I am a Uber driver ( 3 1/2 years). Signed with Lyft 4 weeks ago.

my mistake, have both apps on destination home. So I thought . Anyway I get a ping with Lyft. 45 mi. Don’t know if it’s 45 miles or 45 minutes. Thought great let’s go home.
Pick up this guy . 5 minutes from my job. Then I start the trip and I see 135 miles. 2 hrs and 30 minutes to Harrisburg ,va.

I tell him wow that is far and not my home destination. . He beg me to take him so he can do some work in the car and promised me a great tip.
Lyft paid me only 115.80$. The guy tip me cash 60$ . From Harrisburg ( va) to Bethesda ( md) not one ping on both apps. I just came home . What a long day . I wish Lyft would let me know in advance how far I need to drive. I think I forgot to put my destination home on the Lyft app. 😡. So tired


----------



## IthurstwhenIP (Jan 12, 2018)

Congrats. Ring the register and the pax is full on stfu mode. High five winner


----------



## The queen 👸 (Jan 2, 2020)

IthurstwhenIP said:


> Congrats. Ring the register and the pax is full on stfu mode. High five winner


He was working on his laptop, talking on his phone. Dam the drive was excruciating. Raining and lots of trucks. A yes good night. Need a shower, something to eat and go to bed .


----------



## Classical Telecaster (Dec 12, 2019)

I had the identical complaint with Lyft after I had one millennial want me to drive him to Raleigh (3+ hours) and then a Melania-type with her boyfriend, Dolph Lundgren ask me to drive her to Knoxville while Dolph followed on his Harley. No warning that either were long, long rides. (Melania was also hoping I would drive her, but cancel on the app and she would pay me in cash. My Spidey senses convinced me to cancel and drive away,)

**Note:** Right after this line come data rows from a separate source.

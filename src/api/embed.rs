//! Embed snippet endpoint: a small HTML stub a site can iframe.

use super::AppState;
use axum::extract::{Query, State};
use axum::http::header;
use axum::response::{Html, IntoResponse, Response};
use serde::Deserialize;
use std::sync::Arc;

#[derive(Debug, Deserialize)]
pub struct EmbedParams {
    pub min_evidence: Option<i16>,
    pub country: Option<String>,
    pub height: Option<u32>,
}

/// GET /api/embed/snippet
pub async fn snippet(
    State(state): State<Arc<AppState>>,
    Query(params): Query<EmbedParams>,
) -> Response {
    let min_evidence = params.min_evidence.unwrap_or(1).clamp(1, 4);
    let country = params
        .country
        .filter(|c| c.len() == 2 && c.chars().all(|ch| ch.is_ascii_alphabetic()))
        .map_or_else(|| "all".to_string(), |c| c.to_uppercase());
    let height = params.height.unwrap_or(600).clamp(200, 2_000);

    let html = format!(
        r#"<div class="dronewatch-embed" data-min-evidence="{min_evidence}" data-country="{country}" style="height:{height}px">
  <iframe src="/embed?min_evidence={min_evidence}&country={country}" width="100%" height="{height}" frameborder="0" loading="lazy" title="DroneWatch incidents"></iframe>
</div>
"#
    );

    (
        [(
            header::CACHE_CONTROL,
            format!("public, max-age={}", state.config.cache_ttl_seconds),
        )],
        Html(html),
    )
        .into_response()
}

I complained and since I get the notice “”Long Ride 45 min+”. Have accepted two and turned down a couple when they came in on weeknights when I get up the next day at 6am for my “real” job.


----------



## IthurstwhenIP (Jan 12, 2018)

We truly get paid to do the Lord’s work


----------



## Illini (Mar 14, 2019)

You went through all that, and the first thing you do when you get home is start a thread on UP??
You must love us.


----------



## The queen 👸 (Jan 2, 2020)

Illini said:


> You went through all that, and the first thing you do when you get home is start a thread on UP??
> You must love us.


Yes. Needed to vent. Is that ok with you mate?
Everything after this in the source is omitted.